(Extracted records)

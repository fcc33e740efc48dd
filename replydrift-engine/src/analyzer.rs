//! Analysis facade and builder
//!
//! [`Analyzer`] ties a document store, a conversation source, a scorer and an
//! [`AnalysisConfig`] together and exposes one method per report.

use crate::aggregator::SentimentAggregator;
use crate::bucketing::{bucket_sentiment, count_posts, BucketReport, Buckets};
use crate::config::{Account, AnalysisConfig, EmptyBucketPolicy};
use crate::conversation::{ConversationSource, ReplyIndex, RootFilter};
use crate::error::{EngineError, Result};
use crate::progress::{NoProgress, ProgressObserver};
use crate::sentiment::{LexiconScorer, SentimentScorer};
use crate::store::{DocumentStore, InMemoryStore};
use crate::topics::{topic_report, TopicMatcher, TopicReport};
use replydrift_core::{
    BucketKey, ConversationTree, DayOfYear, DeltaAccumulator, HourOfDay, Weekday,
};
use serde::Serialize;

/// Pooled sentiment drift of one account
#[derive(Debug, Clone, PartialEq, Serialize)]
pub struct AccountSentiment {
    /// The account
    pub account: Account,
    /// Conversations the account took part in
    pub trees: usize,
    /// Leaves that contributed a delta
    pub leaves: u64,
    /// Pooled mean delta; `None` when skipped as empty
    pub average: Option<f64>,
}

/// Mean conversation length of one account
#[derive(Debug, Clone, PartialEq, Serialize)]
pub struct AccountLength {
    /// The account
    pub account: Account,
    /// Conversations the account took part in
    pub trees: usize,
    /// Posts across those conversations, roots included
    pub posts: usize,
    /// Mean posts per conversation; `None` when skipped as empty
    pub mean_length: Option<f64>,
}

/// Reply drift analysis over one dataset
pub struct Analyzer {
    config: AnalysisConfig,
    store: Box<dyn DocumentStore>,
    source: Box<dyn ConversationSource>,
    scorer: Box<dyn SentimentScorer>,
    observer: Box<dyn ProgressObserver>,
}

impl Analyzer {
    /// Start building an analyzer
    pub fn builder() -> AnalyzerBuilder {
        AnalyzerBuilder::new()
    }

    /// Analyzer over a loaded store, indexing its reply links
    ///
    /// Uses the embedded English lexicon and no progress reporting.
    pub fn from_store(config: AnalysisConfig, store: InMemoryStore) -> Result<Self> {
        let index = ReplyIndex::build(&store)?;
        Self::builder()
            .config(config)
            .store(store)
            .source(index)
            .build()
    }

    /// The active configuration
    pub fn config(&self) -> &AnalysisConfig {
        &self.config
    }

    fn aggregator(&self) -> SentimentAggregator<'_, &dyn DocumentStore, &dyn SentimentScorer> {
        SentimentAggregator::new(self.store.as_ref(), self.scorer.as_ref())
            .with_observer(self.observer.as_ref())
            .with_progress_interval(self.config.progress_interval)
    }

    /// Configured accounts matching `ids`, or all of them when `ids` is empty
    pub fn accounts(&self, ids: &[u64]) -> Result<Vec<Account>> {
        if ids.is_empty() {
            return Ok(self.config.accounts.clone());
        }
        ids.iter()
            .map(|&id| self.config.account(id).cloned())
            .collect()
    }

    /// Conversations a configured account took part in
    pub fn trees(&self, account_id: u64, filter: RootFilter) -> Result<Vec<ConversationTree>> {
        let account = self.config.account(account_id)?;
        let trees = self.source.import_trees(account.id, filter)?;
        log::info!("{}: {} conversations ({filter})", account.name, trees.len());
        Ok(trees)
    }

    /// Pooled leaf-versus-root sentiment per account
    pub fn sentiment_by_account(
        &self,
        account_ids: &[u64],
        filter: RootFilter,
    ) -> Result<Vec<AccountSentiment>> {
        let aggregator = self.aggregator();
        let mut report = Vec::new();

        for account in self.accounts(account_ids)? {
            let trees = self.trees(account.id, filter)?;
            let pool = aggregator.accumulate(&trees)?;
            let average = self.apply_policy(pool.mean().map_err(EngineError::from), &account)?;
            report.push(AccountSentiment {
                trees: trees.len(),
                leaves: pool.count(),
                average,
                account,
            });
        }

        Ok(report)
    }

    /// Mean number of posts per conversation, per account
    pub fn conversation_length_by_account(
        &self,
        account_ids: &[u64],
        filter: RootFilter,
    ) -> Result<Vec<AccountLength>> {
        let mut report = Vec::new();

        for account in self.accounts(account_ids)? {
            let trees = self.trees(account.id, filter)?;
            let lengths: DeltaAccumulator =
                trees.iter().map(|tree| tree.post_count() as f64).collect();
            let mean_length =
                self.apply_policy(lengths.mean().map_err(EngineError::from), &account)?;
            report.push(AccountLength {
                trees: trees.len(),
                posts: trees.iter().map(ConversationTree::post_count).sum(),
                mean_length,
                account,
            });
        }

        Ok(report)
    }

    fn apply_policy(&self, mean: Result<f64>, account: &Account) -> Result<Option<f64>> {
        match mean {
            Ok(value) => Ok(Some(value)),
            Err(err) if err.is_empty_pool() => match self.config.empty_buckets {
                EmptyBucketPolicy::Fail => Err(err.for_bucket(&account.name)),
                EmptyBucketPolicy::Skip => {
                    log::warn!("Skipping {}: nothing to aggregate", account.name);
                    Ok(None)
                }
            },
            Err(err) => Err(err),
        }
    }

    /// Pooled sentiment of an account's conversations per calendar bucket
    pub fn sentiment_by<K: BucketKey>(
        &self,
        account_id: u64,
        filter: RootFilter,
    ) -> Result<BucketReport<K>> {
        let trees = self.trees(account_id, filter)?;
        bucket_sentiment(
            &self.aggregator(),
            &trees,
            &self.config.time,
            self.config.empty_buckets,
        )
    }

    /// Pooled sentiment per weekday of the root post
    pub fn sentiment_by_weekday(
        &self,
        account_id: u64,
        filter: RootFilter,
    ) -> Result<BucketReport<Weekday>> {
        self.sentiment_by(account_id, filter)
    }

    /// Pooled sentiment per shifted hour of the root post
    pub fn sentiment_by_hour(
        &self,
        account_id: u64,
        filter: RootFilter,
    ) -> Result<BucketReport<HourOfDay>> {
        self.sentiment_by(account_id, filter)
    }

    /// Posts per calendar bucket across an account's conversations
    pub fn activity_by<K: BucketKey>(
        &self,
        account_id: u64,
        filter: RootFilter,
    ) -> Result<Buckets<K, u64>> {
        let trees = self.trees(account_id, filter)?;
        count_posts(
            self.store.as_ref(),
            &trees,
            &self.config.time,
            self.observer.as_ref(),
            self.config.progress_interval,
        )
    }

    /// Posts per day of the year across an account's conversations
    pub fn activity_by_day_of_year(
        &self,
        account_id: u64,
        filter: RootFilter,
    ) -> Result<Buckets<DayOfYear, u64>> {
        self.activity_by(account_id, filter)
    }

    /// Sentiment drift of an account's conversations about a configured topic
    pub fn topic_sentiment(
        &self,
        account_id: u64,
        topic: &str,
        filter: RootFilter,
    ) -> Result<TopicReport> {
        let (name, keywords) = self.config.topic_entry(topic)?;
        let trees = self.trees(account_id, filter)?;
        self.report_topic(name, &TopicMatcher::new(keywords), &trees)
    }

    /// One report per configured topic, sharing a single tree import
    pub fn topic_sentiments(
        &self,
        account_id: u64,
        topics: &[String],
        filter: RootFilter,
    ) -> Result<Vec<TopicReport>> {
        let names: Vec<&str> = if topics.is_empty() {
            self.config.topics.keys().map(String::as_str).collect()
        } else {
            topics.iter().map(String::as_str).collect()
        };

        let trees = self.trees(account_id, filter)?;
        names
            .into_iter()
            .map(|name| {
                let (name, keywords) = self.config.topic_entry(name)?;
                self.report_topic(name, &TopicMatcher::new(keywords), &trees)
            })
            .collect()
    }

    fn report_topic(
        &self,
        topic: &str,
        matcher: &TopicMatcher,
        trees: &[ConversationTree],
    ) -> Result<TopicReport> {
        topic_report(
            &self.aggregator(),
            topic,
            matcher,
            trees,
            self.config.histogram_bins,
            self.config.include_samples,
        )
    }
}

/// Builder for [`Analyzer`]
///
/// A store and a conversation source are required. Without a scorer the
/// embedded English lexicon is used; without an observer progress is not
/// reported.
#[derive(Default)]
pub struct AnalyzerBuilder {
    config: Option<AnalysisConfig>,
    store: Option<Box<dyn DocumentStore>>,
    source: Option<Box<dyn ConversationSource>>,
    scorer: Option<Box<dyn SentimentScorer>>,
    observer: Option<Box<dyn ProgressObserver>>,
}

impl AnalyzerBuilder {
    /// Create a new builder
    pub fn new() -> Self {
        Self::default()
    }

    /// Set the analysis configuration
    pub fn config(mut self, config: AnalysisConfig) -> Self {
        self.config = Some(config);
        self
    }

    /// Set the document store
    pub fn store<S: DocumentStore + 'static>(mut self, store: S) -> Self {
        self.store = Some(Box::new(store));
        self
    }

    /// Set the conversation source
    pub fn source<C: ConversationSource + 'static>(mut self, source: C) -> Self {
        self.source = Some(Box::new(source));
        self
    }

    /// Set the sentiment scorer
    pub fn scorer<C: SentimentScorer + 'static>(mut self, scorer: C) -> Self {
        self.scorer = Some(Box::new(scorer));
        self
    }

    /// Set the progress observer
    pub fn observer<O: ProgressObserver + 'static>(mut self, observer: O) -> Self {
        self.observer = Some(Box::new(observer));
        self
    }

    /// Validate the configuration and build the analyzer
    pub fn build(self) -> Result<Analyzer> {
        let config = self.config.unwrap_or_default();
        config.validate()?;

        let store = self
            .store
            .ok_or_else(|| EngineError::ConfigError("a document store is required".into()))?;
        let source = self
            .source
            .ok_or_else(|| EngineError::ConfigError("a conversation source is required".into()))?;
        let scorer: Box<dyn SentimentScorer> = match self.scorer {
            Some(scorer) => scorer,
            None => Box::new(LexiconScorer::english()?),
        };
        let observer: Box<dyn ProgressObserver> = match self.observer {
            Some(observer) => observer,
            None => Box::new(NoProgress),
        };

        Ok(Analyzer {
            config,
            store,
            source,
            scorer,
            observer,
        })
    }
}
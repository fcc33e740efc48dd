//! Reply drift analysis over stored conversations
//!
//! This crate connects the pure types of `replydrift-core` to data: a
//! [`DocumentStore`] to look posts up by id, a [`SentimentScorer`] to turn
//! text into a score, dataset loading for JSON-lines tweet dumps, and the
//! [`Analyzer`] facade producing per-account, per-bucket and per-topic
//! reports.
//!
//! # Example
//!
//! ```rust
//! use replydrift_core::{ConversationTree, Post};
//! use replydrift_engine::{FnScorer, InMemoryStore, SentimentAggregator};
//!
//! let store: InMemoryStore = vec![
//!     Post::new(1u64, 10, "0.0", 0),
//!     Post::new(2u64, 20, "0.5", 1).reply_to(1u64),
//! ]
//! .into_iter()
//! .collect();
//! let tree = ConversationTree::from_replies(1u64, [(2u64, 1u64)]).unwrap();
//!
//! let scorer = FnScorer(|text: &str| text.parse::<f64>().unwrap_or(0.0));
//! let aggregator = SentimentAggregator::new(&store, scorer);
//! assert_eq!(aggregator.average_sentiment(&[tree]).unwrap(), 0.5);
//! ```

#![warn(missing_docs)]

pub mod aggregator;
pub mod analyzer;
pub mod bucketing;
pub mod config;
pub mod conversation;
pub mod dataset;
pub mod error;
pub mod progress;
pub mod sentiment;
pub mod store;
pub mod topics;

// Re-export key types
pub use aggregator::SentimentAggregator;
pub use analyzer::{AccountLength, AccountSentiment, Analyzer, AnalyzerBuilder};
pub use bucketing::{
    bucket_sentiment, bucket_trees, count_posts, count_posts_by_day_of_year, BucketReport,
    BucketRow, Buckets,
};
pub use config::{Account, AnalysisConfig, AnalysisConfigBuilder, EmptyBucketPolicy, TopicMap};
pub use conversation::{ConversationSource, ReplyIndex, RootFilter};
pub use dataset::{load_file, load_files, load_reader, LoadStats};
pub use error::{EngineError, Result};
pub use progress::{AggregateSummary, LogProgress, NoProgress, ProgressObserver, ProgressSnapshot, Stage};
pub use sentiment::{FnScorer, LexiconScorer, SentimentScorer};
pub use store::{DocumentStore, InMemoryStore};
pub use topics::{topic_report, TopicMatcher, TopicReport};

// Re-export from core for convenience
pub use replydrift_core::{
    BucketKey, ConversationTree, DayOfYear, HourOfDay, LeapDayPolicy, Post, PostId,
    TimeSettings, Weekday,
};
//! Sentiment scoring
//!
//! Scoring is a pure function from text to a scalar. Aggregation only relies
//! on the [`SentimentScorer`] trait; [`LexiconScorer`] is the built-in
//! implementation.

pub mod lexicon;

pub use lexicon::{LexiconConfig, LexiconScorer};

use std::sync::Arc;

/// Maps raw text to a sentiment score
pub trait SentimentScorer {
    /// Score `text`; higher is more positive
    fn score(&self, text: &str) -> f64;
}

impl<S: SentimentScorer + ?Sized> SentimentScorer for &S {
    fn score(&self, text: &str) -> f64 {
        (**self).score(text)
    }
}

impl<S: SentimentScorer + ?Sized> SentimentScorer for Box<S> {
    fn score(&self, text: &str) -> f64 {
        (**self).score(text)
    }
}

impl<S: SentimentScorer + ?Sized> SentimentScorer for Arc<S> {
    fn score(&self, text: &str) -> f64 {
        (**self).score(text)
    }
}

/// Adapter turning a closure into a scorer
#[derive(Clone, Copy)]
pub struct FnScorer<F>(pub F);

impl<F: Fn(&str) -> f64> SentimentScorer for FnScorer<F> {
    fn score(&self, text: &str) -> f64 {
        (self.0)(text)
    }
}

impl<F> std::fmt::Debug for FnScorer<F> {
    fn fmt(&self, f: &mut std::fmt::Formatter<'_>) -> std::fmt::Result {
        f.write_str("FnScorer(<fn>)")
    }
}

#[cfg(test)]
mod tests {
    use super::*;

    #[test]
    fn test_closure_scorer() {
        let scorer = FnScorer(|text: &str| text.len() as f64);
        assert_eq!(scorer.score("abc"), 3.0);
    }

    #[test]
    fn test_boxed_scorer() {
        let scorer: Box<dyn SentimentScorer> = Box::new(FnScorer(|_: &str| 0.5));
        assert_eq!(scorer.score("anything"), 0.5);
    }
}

(End Extracted records)

• [To do]:
Wherever the string "EmptyBucketPolicy" appears in the records above, copy the line it sits in.

• [Reply]:
use crate::config::{Account, AnalysisConfig, EmptyBucketPolicy};
                EmptyBucketPolicy::Fail => Err(err.for_bucket(&account.name)),
                EmptyBucketPolicy::Skip => {
pub use config::{Account, AnalysisConfig, AnalysisConfigBuilder, EmptyBucketPolicy, TopicMap};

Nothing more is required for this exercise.